# Files required by diskless client



## rjae (Oct 30, 2009)

Can someone please make known which files are necessary for a diskless operation.i.e files needed by the diskless client.


----------



## SirDice (Oct 30, 2009)

http://www.freebsd.org/doc/en_US.ISO8859-1/books/handbook/network-diskless.html


----------



## rjae (Oct 30, 2009)

*I had a look at the handbook*

It is not clear which files are required in the root file system.


----------



## feenberg (Oct 31, 2009)

*Most instruction for Diskless FreeBSD are obsolete*

The handbook still has the documentation for pre-5.4 FreeBSD. It is pretty misleading for any later version.
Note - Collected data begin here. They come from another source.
//! Scalar component equations of the Rothermel (1972) spread model.
//!
//! These are the closed-form pieces that both the single-particle fuel
//! description and the whole-complex aggregate evaluate identically: the
//! same function computes the optimal packing ratio for one 1-hr particle
//! and for the surface-area-weighted σ of an entire fuel bed. Keeping them
//! as free functions avoids tying the scalar math to either type.
//!
//! Units are English throughout: σ in ft⁻¹, loadings in lb/ft², heat in
//! BTU/lb, speeds in ft/min, slope in radians.
//!
//! # References
//! - Rothermel, R.C. (1972). "A mathematical model for predicting fire
//!   spread in wildland fuels." USDA Forest Service General Technical
//!   Report INT-115.
//! - Albini, F.A. (1976). "Estimating wildfire behavior and effects."
//!   USDA Forest Service General Technical Report INT-30.

/// Optimal packing ratio for a fuel of the given σ (Rothermel eqn 37).
///
/// ```text
/// β_op = 3.348 × σ^(-0.8189)
/// ```
pub fn optimal_packing_ratio(sigma: f64) -> f64 {
    3.348 * sigma.powf(-0.8189)
}

/// Maximum potential reaction velocity, 1/min (Rothermel eqn 36).
///
/// ```text
/// Γ'_max = σ^1.5 / (495 + 0.0594 × σ^1.5)
/// ```
pub fn max_reaction_velocity(sigma: f64) -> f64 {
    let sigma_15 = sigma.powf(1.5);
    sigma_15 / (495.0 + 0.0594 * sigma_15)
}

/// Effective heating number: the fraction of a particle brought to
/// ignition ahead of the flame front (Rothermel eqn 14).
///
/// ```text
/// ε = exp(-138 / σ)
/// ```
pub fn heating_efficiency(sigma: f64) -> f64 {
    (-138.0 / sigma).exp()
}

/// Heat of pre-ignition, BTU/lb (Rothermel eqn 12).
///
/// ```text
/// Q_ig = 250 + 1116 × M_f
/// ```
pub fn heat_of_ignition(fuel_moisture: f64) -> f64 {
    250.0 + 1116.0 * fuel_moisture
}

/// Propagating flux ratio: the fraction of reaction intensity that heats
/// adjacent unburned fuel (Rothermel eqn 42).
///
/// ```text
/// ξ = exp((0.792 + 0.681 × √σ) × (β + 0.1)) / (192 + 0.259 × σ)
/// ```
pub fn propagating_flux_ratio(sigma: f64, packing_ratio: f64) -> f64 {
    let exponent = (0.792 + 0.681 * sigma.sqrt()) * (packing_ratio + 0.1);
    exponent.exp() / (192.0 + 0.259 * sigma)
}

/// Mineral damping coefficient (Rothermel eqn 30).
///
/// ```text
/// η_s = 0.174 × S_e^(-0.19)
/// ```
pub fn mineral_damping(effective_mineral_content: f64) -> f64 {
    0.174 * effective_mineral_content.powf(-0.19)
}

/// Moisture damping coefficient from the moisture-to-extinction ratio
/// (Rothermel eqn 29).
///
/// ```text
/// η_M = 1 - 2.59r + 5.11r² - 3.52r³,   r = M_f / M_x
/// ```
///
/// The polynomial fit is only meaningful for r in [0, 1]. It is left
/// UNCLAMPED on purpose: fuel moisture above the moisture of extinction
/// yields a negative coefficient and hence a negative reaction intensity,
/// which the external interface clamps to "no spread". Clamping here would
/// silently change the published model.
pub fn moisture_damping(ratio: f64) -> f64 {
    1.0 - 2.59 * ratio + 5.11 * ratio * ratio - 3.52 * ratio * ratio * ratio
}

/// Potential reaction velocity, 1/min (Rothermel eqn 38).
///
/// ```text
/// Γ' = Γ'_max × (β/β_op)^A × exp(A × (1 - β/β_op))
/// ```
///
/// The exponent A depends on the weighting method in use; see
/// [`crate::physics::WeightingMethod::exponent_a`].
pub fn potential_reaction_velocity(
    max_velocity: f64,
    exponent_a: f64,
    packing_ratio: f64,
    optimal_packing: f64,
) -> f64 {
    let ratio = packing_ratio / optimal_packing;
    max_velocity * ratio.powf(exponent_a) * (exponent_a * (1.0 - ratio)).exp()
}

/// Wind multiplier Φ_w for a midflame wind speed in ft/min
/// (Rothermel eqns 47-50).
///
/// ```text
/// Φ_w = C × U^B × (β/β_op)^(-E)
/// C = 7.47 × exp(-0.133 × σ^0.55)
/// B = 0.02526 × σ^0.54
/// E = 0.715 × exp(-3.59e-4 × σ)
/// ```
pub fn wind_multiplier(
    sigma: f64,
    packing_ratio: f64,
    optimal_packing: f64,
    midflame_speed: f64,
) -> f64 {
    let c = 7.47 * (-0.133 * sigma.powf(0.55)).exp();
    let b = 0.02526 * sigma.powf(0.54);
    let e = 0.715 * (-3.59e-4 * sigma).exp();
    c * midflame_speed.powf(b) * (packing_ratio / optimal_packing).powf(-e)
}

/// Slope multiplier Φ_s for a slope in radians (Rothermel eqn 51).
///
/// ```text
/// Φ_s = 5.275 × β^(-0.3) × tan²(θ)
/// ```
pub fn slope_multiplier(packing_ratio: f64, slope_radians: f64) -> f64 {
    let tan_slope = slope_radians.tan();
    5.275 * packing_ratio.powf(-0.3) * tan_slope * tan_slope
}
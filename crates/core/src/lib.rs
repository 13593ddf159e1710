//! Surface fire spread modeling after Rothermel (1972), with Albini's
//! (1976) revisions available as an alternative weighting method.
//!
//! The crate is layered bottom-up:
//!
//! - [`core_types`] defines fuel categories, size classes and the
//!   [`FuelParticle`] with its derived intermediates.
//! - [`physics`] holds the scalar component equations and the
//!   [`WeightingMethod`] selector.
//! - [`complex`] aggregates heterogeneous particles into the
//!   surface-area-weighted means the categorical model consumes.
//! - [`model`] runs the spread calculation, either over a homogeneous bed
//!   ([`BasicSpreadModel`]) or over a fuel complex
//!   ([`WeightedSpreadModel`]).
//! - [`catalog`] supplies the thirteen standard NFFL fuel models and
//!   [`fbp`] wraps everything behind a field-unit prediction façade.
//!
//! Quantities are in English units throughout: feet, pounds, BTU, minutes
//! and radians. Moisture contents are dry-weight fractions.
//!
//! ```
//! use surface_fire_core::{FireBehavior, SizeClass, StandardFuelModel, WeightingMethod};
//!
//! let mut fbp = FireBehavior::standard(StandardFuelModel::ShortGrass, WeightingMethod::Albini);
//! fbp.set_dead_fuel_moistures(&[(SizeClass::OneHour, 0.06)])?;
//! fbp.set_midflame_wind(5.0)?;
//! let ros = fbp.rate_of_spread()?;
//! assert!(ros > 0.0);
//! # Ok::<(), surface_fire_core::FireModelError>(())
//! ```

pub mod catalog;
pub mod complex;
pub mod core_types;
pub mod error;
pub mod fbp;
pub mod model;
pub mod physics;

pub use catalog::StandardFuelModel;
pub use complex::{Aggregates, CategoryAggregate, FuelComplex};
pub use core_types::{Category, FuelParticle, SizeClass};
pub use error::{FireModelError, FireResult};
pub use fbp::FireBehavior;
pub use model::{BasicSpreadModel, HomogeneousFuel, SpreadOutputs, WeightedSpreadModel};
pub use physics::WeightingMethod;
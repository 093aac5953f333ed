use chrono::NaiveDate;
use curry_creations_model::{
    Catalog, CatalogError, ChefProfile, Difficulty, NutritionFacts, Price, PurchasedRecipe, Rating,
    RecipeDetail, RecipeId, RecipeSummary, SpiceLevel, UserStats,
};

fn summary(id: &str, title: &str, cents: u64) -> RecipeSummary {
    RecipeSummary::new(
        RecipeId::parse(id).expect("id"),
        title.to_string(),
        format!("/generated/{id}.png"),
        Price::from_cents(cents),
        Rating::parse(4.8).expect("rating"),
        127,
        "45 min".to_string(),
        Difficulty::Medium,
        SpiceLevel::parse(2).expect("spice"),
        "Indian".to_string(),
        "Rich, creamy tomato-based curry with tender chicken pieces".to_string(),
    )
}

fn detail(id: &str, title: &str, cents: u64) -> RecipeDetail {
    RecipeDetail::new(
        summary(id, title, cents),
        4,
        "20 min".to_string(),
        vec!["2 lbs boneless chicken".to_string(), "1 cup heavy cream".to_string()],
        vec!["Brown the chicken.".to_string(), "Simmer in sauce.".to_string()],
        vec!["Marinate overnight for best flavor".to_string()],
        NutritionFacts::new(485, "32g".into(), "12g".into(), "36g".into(), "3g".into()),
        ChefProfile::new(
            "Chef Priya Sharma".to_string(),
            "Master of North Indian cuisine".to_string(),
            "/avatars/chef-priya.jpg".to_string(),
        ),
        "Preview: Chicken, cream, butter, spices...".to_string(),
        "Step-by-step instructions with timing and techniques...".to_string(),
    )
}

#[test]
fn catalog_lookup_returns_matching_id() {
    let catalog = Catalog::new(vec![
        detail("butter-chicken", "Authentic Butter Chicken", 599),
        detail("palak-paneer", "Creamy Palak Paneer", 499),
    ])
    .expect("catalog");
    let id = RecipeId::parse("palak-paneer").expect("id");
    let found = catalog.get(&id).expect("present");
    assert_eq!(found.id(), &id);
}

#[test]
fn catalog_lookup_misses_unknown_id() {
    let catalog =
        Catalog::new(vec![detail("butter-chicken", "Authentic Butter Chicken", 599)])
            .expect("catalog");
    let id = RecipeId::parse("nonexistent-id").expect("id");
    assert!(catalog.get(&id).is_none());
}

#[test]
fn catalog_rejects_duplicate_ids() {
    let err = Catalog::new(vec![
        detail("butter-chicken", "Authentic Butter Chicken", 599),
        detail("butter-chicken", "Butter Chicken Again", 699),
    ])
    .expect_err("duplicate");
    assert_eq!(
        err,
        CatalogError::DuplicateRecipeId("butter-chicken".to_string())
    );
}

#[test]
fn catalog_preserves_publication_order() {
    let catalog = Catalog::new(vec![
        detail("butter-chicken", "Authentic Butter Chicken", 599),
        detail("lamb-vindaloo", "Goan Lamb Vindaloo", 699),
        detail("palak-paneer", "Creamy Palak Paneer", 499),
    ])
    .expect("catalog");
    let ids: Vec<&str> = catalog.summaries().map(|s| s.id.as_str()).collect();
    assert_eq!(ids, ["butter-chicken", "lamb-vindaloo", "palak-paneer"]);
}

#[test]
fn detail_validate_rejects_empty_ingredients() {
    let mut bad = detail("butter-chicken", "Authentic Butter Chicken", 599);
    bad.ingredients.clear();
    assert!(bad.validate().is_err());
}

#[test]
fn detail_validate_rejects_zero_servings() {
    let mut bad = detail("butter-chicken", "Authentic Butter Chicken", 599);
    bad.servings = 0;
    assert!(bad.validate().is_err());
}

#[test]
fn purchased_record_rejects_access_before_purchase() {
    let record = PurchasedRecipe::new(
        summary("butter-chicken", "Authentic Butter Chicken", 599),
        NaiveDate::from_ymd_opt(2024, 1, 15).expect("date"),
        Some(NaiveDate::from_ymd_opt(2024, 1, 10).expect("date")),
    );
    assert!(record.validate().is_err());
}

#[test]
fn stats_derive_sums_prices_in_cents() {
    let purchased = vec![
        PurchasedRecipe::new(
            summary("butter-chicken", "Authentic Butter Chicken", 599),
            NaiveDate::from_ymd_opt(2024, 1, 15).expect("date"),
            Some(NaiveDate::from_ymd_opt(2024, 1, 20).expect("date")),
        ),
        PurchasedRecipe::new(
            summary("palak-paneer", "Creamy Palak Paneer", 499),
            NaiveDate::from_ymd_opt(2024, 1, 10).expect("date"),
            None,
        ),
        PurchasedRecipe::new(
            summary("thai-green-curry", "Thai Green Curry", 549),
            NaiveDate::from_ymd_opt(2024, 1, 8).expect("date"),
            None,
        ),
    ];
    let stats = UserStats::derive(&purchased, 2, 5);
    assert_eq!(stats.recipes_owned, 3);
    assert_eq!(stats.total_spent.to_string(), "16.47");
    assert_eq!(stats.favorite_count, 2);
    assert_eq!(stats.recipes_made, 5);
}

#[test]
fn stats_derive_from_empty_list_is_zero() {
    let stats = UserStats::derive(&[], 0, 0);
    assert_eq!(stats.recipes_owned, 0);
    assert_eq!(stats.total_spent.to_string(), "0.00");
}
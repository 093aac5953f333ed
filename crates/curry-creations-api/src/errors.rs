// SPDX-License-Identifier: Apache-2.0

use serde::{Deserialize, Serialize};
use serde_json::{json, Value};

#[derive(Debug, Clone, Copy, PartialEq, Eq, Serialize, Deserialize)]
#[serde(rename_all = "snake_case")]
#[non_exhaustive]
pub enum ApiErrorCode {
    InvalidRecipeId,
    RecipeNotFound,
    PurchaseInFlight,
    PaymentFailed,
    ValidationFailed,
    NotReady,
    Internal,
}

#[derive(Debug, Clone, PartialEq, Eq, Serialize, Deserialize)]
#[serde(deny_unknown_fields)]
pub struct ApiError {
    pub code: ApiErrorCode,
    pub message: String,
    pub details: Value,
}

impl ApiError {
    #[must_use]
    pub fn new(code: ApiErrorCode, message: impl Into<String>, details: Value) -> Self {
        Self {
            code,
            message: message.into(),
            details,
        }
    }

    #[must_use]
    pub fn invalid_recipe_id(raw: &str, reason: &str) -> Self {
        Self::new(
            ApiErrorCode::InvalidRecipeId,
            "invalid recipe id",
            json!({"recipe_id": raw, "reason": reason}),
        )
    }

    #[must_use]
    pub fn recipe_not_found(raw: &str) -> Self {
        Self::new(
            ApiErrorCode::RecipeNotFound,
            "recipe not found",
            json!({"recipe_id": raw, "catalog": "/"}),
        )
    }

    #[must_use]
    pub fn purchase_in_flight(raw: &str) -> Self {
        Self::new(
            ApiErrorCode::PurchaseInFlight,
            "a purchase for this recipe is already in flight",
            json!({"recipe_id": raw}),
        )
    }

    #[must_use]
    pub fn payment_failed(raw: &str, reason: &str) -> Self {
        Self::new(
            ApiErrorCode::PaymentFailed,
            "payment confirmation failed",
            json!({"recipe_id": raw, "reason": reason, "retryable": true}),
        )
    }
}

const _: fn() = || {
    fn assert_traits<T: Serialize + for<'de> Deserialize<'de>>() {}
    assert_traits::<ApiErrorCode>();
};
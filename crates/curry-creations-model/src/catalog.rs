// SPDX-License-Identifier: Apache-2.0

use crate::recipe::{ParseError, RecipeDetail, RecipeId, RecipeSummary};
use std::collections::HashMap;
use std::fmt::{Display, Formatter};

#[derive(Debug, Clone, PartialEq, Eq)]
#[non_exhaustive]
pub enum CatalogError {
    DuplicateRecipeId(String),
    InvalidRecipe { id: String, source: ParseError },
}

impl Display for CatalogError {
    fn fmt(&self, f: &mut Formatter<'_>) -> std::fmt::Result {
        match self {
            Self::DuplicateRecipeId(id) => write!(f, "duplicate recipe id: {id}"),
            Self::InvalidRecipe { id, source } => write!(f, "invalid recipe {id}: {source}"),
        }
    }
}

impl std::error::Error for CatalogError {}

/// Identifier-keyed recipe lookup. Absence of an id is a NotFound result for
/// callers, never an error path.
#[derive(Debug, Clone, Default)]
pub struct Catalog {
    by_id: HashMap<RecipeId, RecipeDetail>,
    order: Vec<RecipeId>,
}

impl Catalog {
    pub fn new(recipes: Vec<RecipeDetail>) -> Result<Self, CatalogError> {
        let mut by_id = HashMap::with_capacity(recipes.len());
        let mut order = Vec::with_capacity(recipes.len());
        for recipe in recipes {
            recipe.validate().map_err(|source| CatalogError::InvalidRecipe {
                id: recipe.id().as_str().to_string(),
                source,
            })?;
            let id = recipe.id().clone();
            if by_id.insert(id.clone(), recipe).is_some() {
                return Err(CatalogError::DuplicateRecipeId(id.as_str().to_string()));
            }
            order.push(id);
        }
        Ok(Self { by_id, order })
    }

    #[must_use]
    pub fn get(&self, id: &RecipeId) -> Option<&RecipeDetail> {
        self.by_id.get(id)
    }

    /// Catalog entries in publication order.
    pub fn summaries(&self) -> impl Iterator<Item = &RecipeSummary> {
        self.order.iter().filter_map(|id| self.by_id.get(id)).map(|r| &r.summary)
    }

    #[must_use]
    pub fn len(&self) -> usize {
        self.by_id.len()
    }

    #[must_use]
    pub fn is_empty(&self) -> bool {
        self.by_id.is_empty()
    }
}
use crate::http::handlers::{make_request_id, with_request_id};
use crate::AppState;
use axum::extract::State;
use axum::http::{HeaderValue, StatusCode};
use axum::response::{IntoResponse, Response};
use std::collections::HashMap;
use std::sync::atomic::{AtomicU64, Ordering};
use std::time::{Duration, Instant};
use tokio::sync::Mutex;

pub const METRIC_SUBSYSTEM: &str = "curry";
pub const METRIC_VERSION: &str = env!("CARGO_PKG_VERSION");

#[derive(Default)]
pub struct RequestMetrics {
    counts: Mutex<HashMap<(String, u16), u64>>,
    latency_ns: Mutex<HashMap<String, Vec<u64>>>,
    pub purchase_attempts: AtomicU64,
    pub purchase_confirmed: AtomicU64,
    pub purchase_failed: AtomicU64,
    pub purchase_rejected_busy: AtomicU64,
}

impl RequestMetrics {
    pub async fn observe_request(&self, route: &str, status: StatusCode, latency: Duration) {
        let mut counts = self.counts.lock().await;
        *counts
            .entry((route.to_string(), status.as_u16()))
            .or_insert(0) += 1;
        drop(counts);
        let mut latency_map = self.latency_ns.lock().await;
        latency_map
            .entry(route.to_string())
            .or_insert_with(Vec::new)
            .push(latency.as_nanos() as u64);
    }
}

fn percentile_ns(values: &[u64], pct: f64) -> u64 {
    if values.is_empty() {
        return 0;
    }
    let mut v = values.to_vec();
    v.sort_unstable();
    let idx = ((v.len() as f64 - 1.0) * pct).round() as usize;
    v[idx]
}

pub(crate) async fn metrics_handler(State(state): State<AppState>) -> impl IntoResponse {
    let request_id = make_request_id(&state);
    let started = Instant::now();
    let base = format!("subsystem=\"{METRIC_SUBSYSTEM}\",version=\"{METRIC_VERSION}\"");
    let mut body = String::new();

    let counts = state.metrics.counts.lock().await;
    let mut count_rows: Vec<(&(String, u16), &u64)> = counts.iter().collect();
    count_rows.sort_by(|a, b| a.0.cmp(b.0));
    for ((route, status), count) in count_rows {
        body.push_str(&format!(
            "curry_requests_total{{{base},route=\"{route}\",status=\"{status}\"}} {count}\n"
        ));
    }
    drop(counts);

    let latency = state.metrics.latency_ns.lock().await;
    let mut latency_rows: Vec<(&String, &Vec<u64>)> = latency.iter().collect();
    latency_rows.sort_by(|a, b| a.0.cmp(b.0));
    for (route, samples) in latency_rows {
        for (pct, name) in [(0.5, "p50"), (0.95, "p95"), (0.99, "p99")] {
            let seconds = percentile_ns(samples, pct) as f64 / 1_000_000_000.0;
            body.push_str(&format!(
                "curry_request_latency_{name}_seconds{{{base},route=\"{route}\"}} {seconds:.9}\n"
            ));
        }
    }
    drop(latency);

    body.push_str(&format!(
        "curry_purchase_attempts_total{{{base}}} {}\n\
curry_purchase_confirmed_total{{{base}}} {}\n\
curry_purchase_failed_total{{{base}}} {}\n\
curry_purchase_rejected_busy_total{{{base}}} {}\n",
        state.metrics.purchase_attempts.load(Ordering::Relaxed),
        state.metrics.purchase_confirmed.load(Ordering::Relaxed),
        state.metrics.purchase_failed.load(Ordering::Relaxed),
        state.metrics.purchase_rejected_busy.load(Ordering::Relaxed),
    ));

    let mut resp: Response = (StatusCode::OK, body).into_response();
    resp.headers_mut().insert(
        "content-type",
        HeaderValue::from_static("text/plain; version=0.0.4"),
    );
    state
        .metrics
        .observe_request("/metrics", StatusCode::OK, started.elapsed())
        .await;
    with_request_id(resp, &request_id)
}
I posted some detailed instructions for diskless FreeBDS at 

http://www.nber.org/sys-admin/FreeBSD-diskless.html

or you could look at the 2nd edition of the book "Absolute PreeBSD". As far as I can tell, all other instructions in print or on the web are for the earlier versions of FreeBSD and won't work with 6.0 or later.

Daniel Feenberg


----------



## honk (Nov 1, 2009)

I would go with a normal base distribution and strip it down to my needs. For example I delete unnecessary binaries. But as nobody knows which files you ever might need or not, nobody can give you a strict advice. But you will learn a lot about FreeBSD if you start with an almost empty root filesystem and see what is not working...


----------